TVPlayer
- Country: United Kingdom
- Availability: Internet
- Headquarters: 30 Haymarket, 3rd Floor, London, SW1Y 4EX
- Broadcast area: United Kingdom
- Established: 19 December 2013; 12 years ago
- Official website: www.tvplayer.com

= TVPlayer =

British internet television service

TVPlayer was a United Kingdom Internet television service owned by international digital distribution company Alchimie. It provided access to free live television channel streams using a web browser or application software made for mobile devices.

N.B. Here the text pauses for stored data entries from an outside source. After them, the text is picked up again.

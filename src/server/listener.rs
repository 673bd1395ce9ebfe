//! Public HTTP surface.
//!
//! Accepts incoming connections and serves every request on them (a
//! single catch-all route) through the router.

use crate::proxy::Router;
use crate::util::RequestId;
use hyper::server::conn::http1;
use hyper::service::service_fn;
use hyper_util::rt::TokioIo;
use std::convert::Infallible;
use std::net::SocketAddr;
use std::sync::Arc;
use tokio::net::{TcpListener, TcpStream};
use tokio::sync::broadcast;
use tracing::{debug, error, info, instrument, warn};

/// Listener that accepts and handles client connections.
pub struct Listener {
    listener: TcpListener,
    local_addr: SocketAddr,
    router: Arc<Router>,
}

impl Listener {
    /// Bind the listen address.
    pub async fn bind(listen: SocketAddr, router: Arc<Router>) -> std::io::Result<Self> {
        let listener = TcpListener::bind(listen).await?;
        let local_addr = listener.local_addr()?;

        info!(listen = %local_addr, "listener bound");

        Ok(Self {
            listener,
            local_addr,
            router,
        })
    }

    /// The bound address. Differs from the configured one when binding
    /// port 0.
    pub fn local_addr(&self) -> SocketAddr {
        self.local_addr
    }

    /// Run the listener, accepting connections until shutdown.
    #[instrument(skip_all, fields(listen = %self.local_addr))]
    pub async fn run(self, mut shutdown: broadcast::Receiver<()>) {
        info!("listener starting");

        loop {
            tokio::select! {
                accept_result = self.listener.accept() => {
                    match accept_result {
                        Ok((stream, addr)) => {
                            self.handle_connection(stream, addr);
                        }
                        Err(e) => {
                            error!(error = %e, "failed to accept connection");
                        }
                    }
                }

                _ = shutdown.recv() => {
                    info!("listener shutting down");
                    break;
                }
            }
        }
    }

    /// Serve one accepted connection on its own task.
    fn handle_connection(&self, stream: TcpStream, client_addr: SocketAddr) {
        if let Err(e) = stream.set_nodelay(true) {
            warn!(error = %e, "failed to set TCP_NODELAY on client connection");
        }

        let router = Arc::clone(&self.router);
        let request_id = RequestId::new();

        tokio::spawn(async move {
            let io = TokioIo::new(stream);

            let service = service_fn(move |req| {
                let router = Arc::clone(&router);
                let request_id = request_id.clone();
                async move {
                    Ok::<_, Infallible>(router.route(req, client_addr, &request_id).await)
                }
            });

            if let Err(e) = http1::Builder::new()
                .keep_alive(true)
                .serve_connection(io, service)
                .await
            {
                debug!(client = %client_addr, error = %e, "connection closed with error");
            }
        });
    }
}

#[cfg(test)]
mod tests {
    use super::*;
    use crate::pool::BackendPool;

    #[tokio::test]
    async fn test_listener_bind() {
        let pool = Arc::new(BackendPool::from_addresses(vec![
            "127.0.0.1:9001".parse().unwrap(),
        ]));
        let router = Arc::new(Router::new(pool));

        let listener = Listener::bind("127.0.0.1:0".parse().unwrap(), router).await;
        assert!(listener.is_ok());
        assert_ne!(listener.unwrap().local_addr().port(), 0);
    }

    #[tokio::test]
    async fn test_listener_bind_conflict() {
        let pool = Arc::new(BackendPool::from_addresses(vec![
            "127.0.0.1:9001".parse().unwrap(),
        ]));
        let router = Arc::new(Router::new(pool));

        let first = Listener::bind("127.0.0.1:0".parse().unwrap(), Arc::clone(&router))
            .await
            .unwrap();

        let second = Listener::bind(first.local_addr(), router).await;
        assert!(second.is_err());
    }
}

The service closed in September 2025.

==History==
TVPlayer was launched as an Android and Apple iOS smartphone app on 19 December 2013. Compatible apps for Android tablet computers and the Apple iPad were released on 30 January 2014. As of January 2017, the applications had been downloaded 2.5 million times and had over one million active viewers.

On 30 January 2017, TVPlayer announced it had launched compatibility for all Windows 10 devices.

On 26 November 2020, TVPlayer's licensing agreement with Discovery expired. As a result, Discovery, Investigation Discovery, TLC and Discovery Home & Health were no longer available on TVPlayer's Premium service and Quest, Quest Red, Really, DMAX, Food Network and HGTV were removed from the free service.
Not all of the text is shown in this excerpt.